- [Stored records]:
-- Opening Marker --

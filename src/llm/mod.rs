//! Completion gateway
//!
//! This module hides the completion provider behind the [`LLMClient`] trait so
//! the HTTP layer and tests never depend on a particular vendor SDK.
//!
//! # Architecture
//!
//! - [`LLMClient`] - The core trait that providers implement
//! - [`OpenAIClient`] - OpenAI-compatible chat completions via `async-openai`
//! - [`prompt`] - System prompt and weather clause assembly
//! - [`CompletionGateway`] - Combines a client with the configured system prompt
//!
//! # Example
//!
//! ```ignore
//! use metchat::llm::{CompletionGateway, OpenAIClient};
//! use std::sync::Arc;
//!
//! let client = OpenAIClient::new(key, "https://api.openai.com/v1".into(), "gpt-3.5-turbo".into());
//! let gateway = CompletionGateway::new(Arc::new(client), prompt::DEFAULT_SYSTEM_PROMPT);
//! let reply = gateway.reply(&history, None).await?;
//! ```

/// Core LLM client trait.
pub mod client;
/// Prompt assembly plus the client into a single call.
pub mod gateway;
/// OpenAI chat completions client.
pub mod openai;
/// System prompt construction.
pub mod prompt;

pub use client::LLMClient;
pub use gateway::CompletionGateway;
pub use openai::OpenAIClient;
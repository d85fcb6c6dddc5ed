use crate::llm::client::LLMClient;
use crate::types::{AppError, Message, MessageRole, Result};
use async_openai::{
    Client,
    config::OpenAIConfig,
    types::{
        ChatCompletionRequestAssistantMessageArgs, ChatCompletionRequestMessage,
        ChatCompletionRequestSystemMessage, ChatCompletionRequestUserMessage,
        CreateChatCompletionRequestArgs,
    },
};
use async_trait::async_trait;
use std::time::Duration;

pub const DEFAULT_API_BASE: &str = "https://api.openai.com/v1";
pub const DEFAULT_MODEL: &str = "gpt-3.5-turbo";

pub struct OpenAIClient {
    client: Client<OpenAIConfig>,
    model: String,
}

impl OpenAIClient {
    /// Failed requests are surfaced immediately; the SDK's retry loop is disabled.
    pub fn new(api_key: String, api_base: String, model: String) -> Self {
        let config = OpenAIConfig::new()
            .with_api_key(api_key)
            .with_api_base(api_base);

        let no_retry = backoff::ExponentialBackoffBuilder::new()
            .with_max_elapsed_time(Some(Duration::ZERO))
            .build();

        Self {
            client: Client::with_config(config).with_backoff(no_retry),
            model,
        }
    }
}

fn to_request_message(message: &Message) -> Result<ChatCompletionRequestMessage> {
    let content = message.content.clone();
    let converted = match message.role {
        MessageRole::System => ChatCompletionRequestMessage::System(
            ChatCompletionRequestSystemMessage::from(content),
        ),
        MessageRole::User => {
            ChatCompletionRequestMessage::User(ChatCompletionRequestUserMessage::from(content))
        }
        MessageRole::Assistant => ChatCompletionRequestMessage::Assistant(
            ChatCompletionRequestAssistantMessageArgs::default()
                .content(content)
                .build()
                .map_err(|e| AppError::Internal(format!("Failed to build message: {}", e)))?,
        ),
    };
    Ok(converted)
}

#[async_trait]
impl LLMClient for OpenAIClient {
    async fn generate_with_history(&self, messages: &[Message]) -> Result<String> {
        let chat_messages = messages
            .iter()
            .map(to_request_message)
            .collect::<Result<Vec<_>>>()?;

        let request = CreateChatCompletionRequestArgs::default()
            .model(&self.model)
            .messages(chat_messages)
            .build()
            .map_err(|e| AppError::Internal(format!("Failed to build request: {}", e)))?;

        let response = self
            .client
            .chat()
            .create(request)
            .await
            .map_err(|e| AppError::Upstream(format!("OpenAI API error: {}", e)))?;

        response
            .choices
            .first()
            .and_then(|choice| choice.message.content.clone())
            .ok_or_else(|| AppError::Upstream("No response from OpenAI".to_string()))
    }

    fn model_name(&self) -> &str {
        &self.model
    }
}
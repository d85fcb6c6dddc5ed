//! API request handlers.

/// Chat relay handler.
pub mod chat;
/// Service status handler.
pub mod status;
/// Direct weather lookup handler.
pub mod weather;

use crate::types::AppError;
use axum::extract::rejection::JsonRejection;

/// Malformed or missing JSON bodies are client errors with a JSON error body.
pub(crate) fn invalid_body(rejection: JsonRejection) -> AppError {
    AppError::InvalidRequest(format!("Invalid request body: {}", rejection.body_text()))
}
//! Weather lookup for UK locations.
//!
//! Lookups follow one protocol: the city name is resolved to coordinates with
//! Nominatim (restricted to Great Britain), then the Met Office DataHub point
//! forecast is queried for those coordinates and the first forecast period is
//! turned into a [`WeatherReport`](crate::types::WeatherReport).
//!
//! - [`codes`] - provider weather codes to descriptions
//! - [`intent`] - detects weather questions in chat messages
//! - [`geocode`] - city name to coordinates
//! - [`metoffice`] - point forecast client

pub mod codes;
pub mod geocode;
pub mod intent;
pub mod metoffice;

pub use geocode::{Coordinates, NominatimGeocoder};
pub use intent::{WeatherIntent, extract_weather_intent};
pub use metoffice::MetOfficeClient;

use crate::types::{Result, WeatherReport};
use async_trait::async_trait;

/// Source of current conditions for a city.
///
/// Implementations make a single attempt per upstream call and surface the
/// first failure.
#[async_trait]
pub trait ForecastClient: Send + Sync {
    async fn current_weather(&self, city: &str) -> Result<WeatherReport>;
}
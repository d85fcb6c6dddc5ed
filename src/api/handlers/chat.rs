use crate::{
    AppState,
    memory::ConversationStore,
    types::{AppError, ChatRequest, ChatResponse, Message, Result},
    weather::extract_weather_intent,
};
use axum::{Json, extract::State, extract::rejection::JsonRejection};

/// Chat with the assistant
///
/// Weather questions naming a city are answered with live forecast data
/// spliced into the system prompt. When that lookup fails the failure text is
/// returned as the reply and the completion service is not called.
pub async fn chat(
    State(state): State<AppState>,
    payload: std::result::Result<Json<ChatRequest>, JsonRejection>,
) -> Result<Json<ChatResponse>> {
    let Json(payload) = payload.map_err(super::invalid_body)?;

    let message = payload.message.trim();
    if message.is_empty() {
        return Err(AppError::InvalidRequest("Message is required".to_string()));
    }

    let session = ConversationStore::session_key(payload.session_id.as_deref()).to_string();
    let intent = extract_weather_intent(message);

    let mut weather = None;
    if let (true, Some(city)) = (intent.is_weather_query, intent.city.as_deref()) {
        match state.weather.current_weather(city).await {
            Ok(report) => weather = Some(report),
            Err(e) => {
                tracing::info!(session = %session, city = %city, "Answering with lookup failure: {}", e);
                let reply = e.message().to_string();
                state.conversations.append_many(
                    &session,
                    [Message::user(message), Message::assistant(reply.clone())],
                );
                return Ok(Json(ChatResponse {
                    response: reply,
                    session_id: payload.session_id,
                }));
            }
        }
    }

    let history = state
        .conversations
        .record_and_snapshot(&session, Message::user(message));

    let reply = state
        .gateway
        .reply(&history, weather.as_ref())
        .await
        .map_err(|e| {
            tracing::warn!(session = %session, "Completion failed: {}", e);
            AppError::Upstream(e.message().to_string())
        })?;

    state
        .conversations
        .append(&session, Message::assistant(reply.clone()));

    Ok(Json(ChatResponse {
        response: reply,
        session_id: payload.session_id,
    }))
}
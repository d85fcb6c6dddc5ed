//! Keyword-based detection of weather questions.
//!
//! This is a best-effort classifier. Its contract:
//!
//! 1. A message is a weather query when its lower-cased text contains any of
//!    [`WEATHER_KEYWORDS`] as a substring (so "train" counts as "rain").
//! 2. The city is the token after the first standalone `in`, when there is one.
//! 3. Otherwise the last token is the city, unless it is a keyword itself or
//!    `today`/`tomorrow`.
//!
//! Tokens are split on whitespace only, so multi-word cities come back as their
//! first word and punctuation stays attached.

pub const WEATHER_KEYWORDS: &[&str] = &[
    "weather",
    "umbrella",
    "rain",
    "sunny",
    "snow",
    "cloudy",
    "forecast",
    "temperature",
];

const DAY_WORDS: &[&str] = &["today", "tomorrow"];

/// Outcome of [`extract_weather_intent`].
#[derive(Debug, Clone, PartialEq, Eq)]
pub struct WeatherIntent {
    pub is_weather_query: bool,
    pub city: Option<String>,
}

impl WeatherIntent {
    fn none() -> Self {
        Self {
            is_weather_query: false,
            city: None,
        }
    }

    fn weather(city: Option<String>) -> Self {
        Self {
            is_weather_query: true,
            city,
        }
    }
}

pub fn extract_weather_intent(message: &str) -> WeatherIntent {
    let lower = message.to_lowercase();
    if !WEATHER_KEYWORDS.iter().any(|k| lower.contains(k)) {
        return WeatherIntent::none();
    }

    let words: Vec<&str> = lower.split_whitespace().collect();

    let after_in = words
        .iter()
        .position(|w| *w == "in")
        .and_then(|pos| words.get(pos + 1));
    if let Some(city) = after_in {
        return WeatherIntent::weather(Some(capitalize(city)));
    }

    match words.last() {
        Some(last) if !WEATHER_KEYWORDS.contains(last) && !DAY_WORDS.contains(last) => {
            WeatherIntent::weather(Some(capitalize(last)))
        }
        _ => WeatherIntent::weather(None),
    }
}

/// First character upper-cased, the rest lower-cased.
fn capitalize(word: &str) -> String {
    let mut chars = word.chars();
    match chars.next() {
        Some(first) => first.to_uppercase().chain(chars.flat_map(char::to_lowercase)).collect(),
        None => String::new(),
    }
}
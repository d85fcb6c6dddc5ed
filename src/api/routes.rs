use crate::AppState;
use axum::{
    Router,
    http::{HeaderValue, Method, header},
    routing::{get, post},
};
use tower_http::{
    cors::{AllowOrigin, Any, CorsLayer},
    trace::TraceLayer,
};

pub fn create_router() -> Router<AppState> {
    Router::new()
        .route("/", get(crate::api::handlers::status::status))
        .route("/chat", post(crate::api::handlers::chat::chat))
        .route("/weather", post(crate::api::handlers::weather::weather))
}

/// Routes plus CORS and request tracing, bound to `state`.
pub fn build_app(state: AppState) -> Router {
    let cors = cors_layer(&state.config.server.cors_origins);

    create_router()
        .layer(cors)
        .layer(TraceLayer::new_for_http())
        .with_state(state)
}

/// An empty origin list allows any origin.
pub fn cors_layer(origins: &[String]) -> CorsLayer {
    if origins.is_empty() {
        return CorsLayer::new()
            .allow_origin(Any)
            .allow_methods(Any)
            .allow_headers(Any);
    }

    let allowed: Vec<HeaderValue> = origins
        .iter()
        .filter_map(|origin| match HeaderValue::from_str(origin) {
            Ok(value) => Some(value),
            Err(_) => {
                tracing::warn!("Ignoring invalid CORS origin: {}", origin);
                None
            }
        })
        .collect();

    CorsLayer::new()
        .allow_origin(AllowOrigin::list(allowed))
        .allow_methods([Method::GET, Method::POST, Method::OPTIONS])
        .allow_headers([header::CONTENT_TYPE])
}
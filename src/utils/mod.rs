//! Configuration utilities.

/// TOML configuration file and environment overrides.
pub mod toml_config;
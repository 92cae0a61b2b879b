//! Fair RPS Core Library
//!
//! This crate provides the rules and cryptographic primitives for a
//! rock-paper-scissors game generalized to any odd number of moves, where the
//! computer commits to its move with an HMAC before the player answers.

pub mod crypto;
pub mod error;
pub mod games;
pub mod protocol;

pub use crypto::{
    verify, Commitment, CommitmentScheme, HmacSha256, MacDigest, MacFunction, Reveal, SecretKey,
};
pub use error::GameError;
pub use games::{Move, MoveSet, Outcome, OutcomeTable, WinnerResolver};
pub use protocol::{GameSession, RejectedMove, RoundReport, SessionId};
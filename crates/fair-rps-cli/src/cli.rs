//! Command-line arguments.

use clap::{Args, Parser, Subcommand};

#[derive(Debug, Parser)]
#[command(
    name = "fair-rps",
    version,
    about = "Rock-paper-scissors with any odd number of moves and a provably fair computer",
    args_conflicts_with_subcommands = true
)]
pub struct Cli {
    #[command(subcommand)]
    pub command: Option<Command>,

    /// Moves in circle order. Each move beats the (N-1)/2 moves before it.
    #[arg(value_name = "MOVE")]
    pub moves: Vec<String>,

    /// Print the round report as JSON
    #[arg(long)]
    pub json: bool,
}

#[derive(Debug, Subcommand)]
pub enum Command {
    /// Check a disclosed HMAC key against a published HMAC
    Verify(VerifyArgs),
}

#[derive(Debug, Args)]
pub struct VerifyArgs {
    /// Disclosed key, hex encoded
    #[arg(long)]
    pub key: String,

    /// The computer's move, exactly as printed
    #[arg(long = "move", value_name = "MOVE")]
    pub committed_move: String,

    /// HMAC published before the player moved, hex encoded
    #[arg(long)]
    pub hmac: String,
}

#[cfg(test)]
mod tests {
    use super::*;
    use clap::CommandFactory;

    #[test]
    fn test_cli_definition() {
        Cli::command().debug_assert();
    }

    #[test]
    fn test_parse_moves() {
        let cli = Cli::try_parse_from(["fair-rps", "rock", "paper", "scissors"]).unwrap();

        assert!(cli.command.is_none());
        assert_eq!(cli.moves, ["rock", "paper", "scissors"]);
        assert!(!cli.json);
    }

    #[test]
    fn test_parse_json_flag() {
        let cli = Cli::try_parse_from(["fair-rps", "--json", "a", "b", "c"]).unwrap();
        assert!(cli.json);
        assert_eq!(cli.moves.len(), 3);
    }

    #[test]
    fn test_parse_verify() {
        let cli = Cli::try_parse_from([
            "fair-rps", "verify", "--key", "00ff", "--move", "rock", "--hmac", "abcd",
        ])
        .unwrap();

        match cli.command {
            Some(Command::Verify(args)) => {
                assert_eq!(args.key, "00ff");
                assert_eq!(args.committed_move, "rock");
                assert_eq!(args.hmac, "abcd");
            }
            other => panic!("expected verify, got {:?}", other),
        }
    }

    #[test]
    fn test_verify_requires_all_fields() {
        assert!(Cli::try_parse_from(["fair-rps", "verify", "--key", "00"]).is_err());
    }
}
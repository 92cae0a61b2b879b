//! Text output for the help table and round results.

use fair_rps_core::{Outcome, OutcomeTable, RoundReport};

const CORNER: &str = "v PC\\User >";

/// Result line from the player's side
pub fn result_line(outcome: Outcome) -> &'static str {
    match outcome {
        Outcome::FirstWins => "You win!",
        Outcome::SecondWins => "Computer wins!",
        Outcome::Draw => "It's a draw!",
    }
}

pub fn render_report(report: &RoundReport) -> String {
    format!(
        "Your move: {}\nComputer move: {}\n{}\nHMAC key: {}\n",
        report.player_move,
        report.computer_move,
        result_line(report.outcome),
        report.reveal.key()
    )
}

/// ASCII grid with one row per computer move, read from the computer's side
pub fn render_help_table(table: &OutcomeTable) -> String {
    let mut rows: Vec<Vec<&str>> = Vec::with_capacity(table.len() + 1);
    rows.push(
        std::iter::once(CORNER)
            .chain(table.labels().iter().map(String::as_str))
            .collect(),
    );
    for (label, outcomes) in table.rows() {
        rows.push(
            std::iter::once(label)
                .chain(outcomes.iter().map(|o| cell(*o)))
                .collect(),
        );
    }

    let widths: Vec<usize> = (0..rows[0].len())
        .map(|column| {
            rows.iter()
                .map(|row| row[column].chars().count())
                .max()
                .unwrap_or(0)
        })
        .collect();

    let separator = format!(
        "+{}+\n",
        widths
            .iter()
            .map(|w| "-".repeat(w + 2))
            .collect::<Vec<_>>()
            .join("+")
    );

    let mut out = separator.clone();
    for row in &rows {
        let cells: Vec<String> = row
            .iter()
            .zip(&widths)
            .map(|(text, &width)| format!(" {:<width$} ", text, width = width))
            .collect();
        out.push_str(&format!("|{}|\n", cells.join("|")));
        out.push_str(&separator);
    }
    out
}

fn cell(outcome: Outcome) -> &'static str {
    match outcome {
        Outcome::FirstWins => "Win",
        Outcome::SecondWins => "Lose",
        Outcome::Draw => "Draw",
    }
}
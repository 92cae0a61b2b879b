//! Commit-reveal scheme over HMAC.
//!
//! The computer draws a fresh key, publishes `HMAC(key, move)` before the
//! player answers, and discloses the key and move afterwards. Anyone can then
//! recompute the HMAC to confirm the move was fixed in advance.

use super::hex_serde;
use super::key::SecretKey;
use super::mac::{HmacSha256, MacDigest, MacFunction};
use crate::error::{GameError, Result};
use crate::games::{Move, MoveSet};
use rand::rngs::OsRng;
use rand::{CryptoRng, RngCore};
use serde::Serialize;
use std::fmt;
use tracing::debug;

/// Pre-reveal view of a commitment. Only the MAC is public.
pub struct Commitment {
    key: SecretKey,
    committed_move: Move,
    mac: MacDigest,
}

impl Commitment {
    /// The digest shown to the player before they choose
    pub fn mac(&self) -> &MacDigest {
        &self.mac
    }
}

impl fmt::Debug for Commitment {
    fn fmt(&self, f: &mut fmt::Formatter<'_>) -> fmt::Result {
        f.debug_struct("Commitment").field("mac", &self.mac).finish()
    }
}

/// Post-reveal view: key, move and MAC, ready for publication
#[derive(Clone, Debug, PartialEq, Eq, Serialize)]
pub struct Reveal {
    #[serde(rename = "move")]
    committed_move: Move,
    #[serde(serialize_with = "hex_serde::serialize")]
    key: SecretKey,
    #[serde(serialize_with = "hex_serde::serialize")]
    mac: MacDigest,
}

impl Reveal {
    pub fn key(&self) -> &SecretKey {
        &self.key
    }

    pub fn committed_move(&self) -> &Move {
        &self.committed_move
    }

    pub fn mac(&self) -> &MacDigest {
        &self.mac
    }

    /// Recompute the MAC from the disclosed key and move
    pub fn verify<M: MacFunction>(&self, mac_fn: &M) -> bool {
        mac_fn.verify(
            self.key.as_bytes(),
            self.committed_move.to_bytes(),
            self.mac.as_bytes(),
        )
    }
}

/// Check published values: does `mac` equal `MAC(key, label)`?
pub fn verify<M: MacFunction>(mac_fn: &M, key: &[u8], label: &str, mac: &[u8]) -> bool {
    mac_fn.verify(key, label.as_bytes(), mac)
}

/// Commits to moves with an injected random source and MAC
pub struct CommitmentScheme<R = OsRng, M = HmacSha256> {
    rng: R,
    mac_fn: M,
}

impl CommitmentScheme {
    /// Operating-system randomness and HMAC-SHA256
    pub fn new() -> Self {
        Self::with_capabilities(OsRng, HmacSha256)
    }
}

impl Default for CommitmentScheme {
    fn default() -> Self {
        Self::new()
    }
}

impl<R, M> CommitmentScheme<R, M>
where
    R: RngCore + CryptoRng,
    M: MacFunction,
{
    pub fn with_capabilities(rng: R, mac_fn: M) -> Self {
        Self { rng, mac_fn }
    }

    pub fn mac_fn(&self) -> &M {
        &self.mac_fn
    }

    /// Pick a move uniformly at random
    pub fn choose_move(&mut self, moves: &MoveSet) -> Result<Move> {
        let count = moves.len() as u64;
        // Only values below `zone` map evenly onto indices
        let zone = u64::MAX - u64::MAX % count;

        loop {
            let mut buf = [0u8; 8];
            self.rng.try_fill_bytes(&mut buf)?;
            let value = u64::from_le_bytes(buf);
            if value < zone {
                let index = (value % count) as usize;
                return moves.by_index(index).ok_or_else(|| {
                    GameError::InvalidMoveSet(format!("no move at position {}", index))
                });
            }
        }
    }

    /// Draw a fresh key and commit to `committed_move`
    pub fn commit(&mut self, committed_move: &Move) -> Result<Commitment> {
        let key = SecretKey::random(&mut self.rng)?;
        Ok(self.commit_with_key(key, committed_move))
    }

    /// Commit with a caller-supplied key
    pub fn commit_with_key(&self, key: SecretKey, committed_move: &Move) -> Commitment {
        let mac = self
            .mac_fn
            .compute(key.as_bytes(), committed_move.to_bytes());
        debug!(mac = %mac, "committed to move");

        Commitment {
            key,
            committed_move: committed_move.clone(),
            mac,
        }
    }

    /// Disclose key and move
    pub fn reveal(&self, commitment: Commitment) -> Reveal {
        debug!(mac = %commitment.mac, "revealing commitment");

        Reveal {
            committed_move: commitment.committed_move,
            key: commitment.key,
            mac: commitment.mac,
        }
    }
}
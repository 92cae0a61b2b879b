//! Outcome of a single pairing.

use serde::Serialize;
use std::fmt;

/// Result of resolving two moves, relative to the order they were passed in
#[derive(Clone, Copy, Debug, PartialEq, Eq, Hash, Serialize)]
pub enum Outcome {
    FirstWins,
    SecondWins,
    Draw,
}

impl Outcome {
    /// The same result seen from the other side of the pairing
    pub fn reversed(&self) -> Outcome {
        match self {
            Outcome::FirstWins => Outcome::SecondWins,
            Outcome::SecondWins => Outcome::FirstWins,
            Outcome::Draw => Outcome::Draw,
        }
    }

    pub fn as_str(&self) -> &'static str {
        match self {
            Outcome::FirstWins => "First wins",
            Outcome::SecondWins => "Second wins",
            Outcome::Draw => "Draw",
        }
    }
}

impl fmt::Display for Outcome {
    fn fmt(&self, f: &mut fmt::Formatter<'_>) -> fmt::Result {
        write!(f, "{}", self.as_str())
    }
}
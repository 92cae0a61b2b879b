//! Game rules for N-move rock-paper-scissors.

mod move_set;
mod outcome;
mod resolver;
mod table;

pub use move_set::{Move, MoveSet};
pub use outcome::Outcome;
pub use resolver::WinnerResolver;
pub use table::OutcomeTable;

-- Closing Marker --

- [EXERCISE DESCRIPTION]: Transcribe only the lines from the beginning of the entries to the line with "loop is disabled.", inclusive, exactly as written.

- [RESPONSE TO THE TASK]:
filename src/llm/mod.rs
//! Completion gateway
//!
//! This module hides the completion provider behind the [`LLMClient`] trait so
//! the HTTP layer and tests never depend on a particular vendor SDK.
//!
//! # Architecture
//!
//! - [`LLMClient`] - The core trait that providers implement
//! - [`OpenAIClient`] - OpenAI-compatible chat completions via `async-openai`
//! - [`prompt`] - System prompt and weather clause assembly
//! - [`CompletionGateway`] - Combines a client with the configured system prompt
//!
//! # Example
//!
//! ```ignore
//! use metchat::llm::{CompletionGateway, OpenAIClient};
//! use std::sync::Arc;
//!
//! let client = OpenAIClient::new(key, "https://api.openai.com/v1".into(), "gpt-3.5-turbo".into());
//! let gateway = CompletionGateway::new(Arc::new(client), prompt::DEFAULT_SYSTEM_PROMPT);
//! let reply = gateway.reply(&history, None).await?;
//! ```

/// Core LLM client trait.
pub mod client;
/// Prompt assembly plus the client into a single call.
pub mod gateway;
/// OpenAI chat completions client.
pub mod openai;
/// System prompt construction.
pub mod prompt;

pub use client::LLMClient;
pub use gateway::CompletionGateway;
pub use openai::OpenAIClient;
repository d85fcb6c6dddc5ed
use crate::llm::client::LLMClient;
use crate::types::{AppError, Message, MessageRole, Result};
use async_openai::{
    Client,
    config::OpenAIConfig,
    types::{
        ChatCompletionRequestAssistantMessageArgs, ChatCompletionRequestMessage,
        ChatCompletionRequestSystemMessage, ChatCompletionRequestUserMessage,
        CreateChatCompletionRequestArgs,
    },
};
use async_trait::async_trait;
use std::time::Duration;

pub const DEFAULT_API_BASE: &str = "https://api.openai.com/v1";
pub const DEFAULT_MODEL: &str = "gpt-3.5-turbo";

pub struct OpenAIClient {
    client: Client<OpenAIConfig>,
    model: String,
}

impl OpenAIClient {
    /// Failed requests are surfaced immediately; the SDK's retry loop is disabled.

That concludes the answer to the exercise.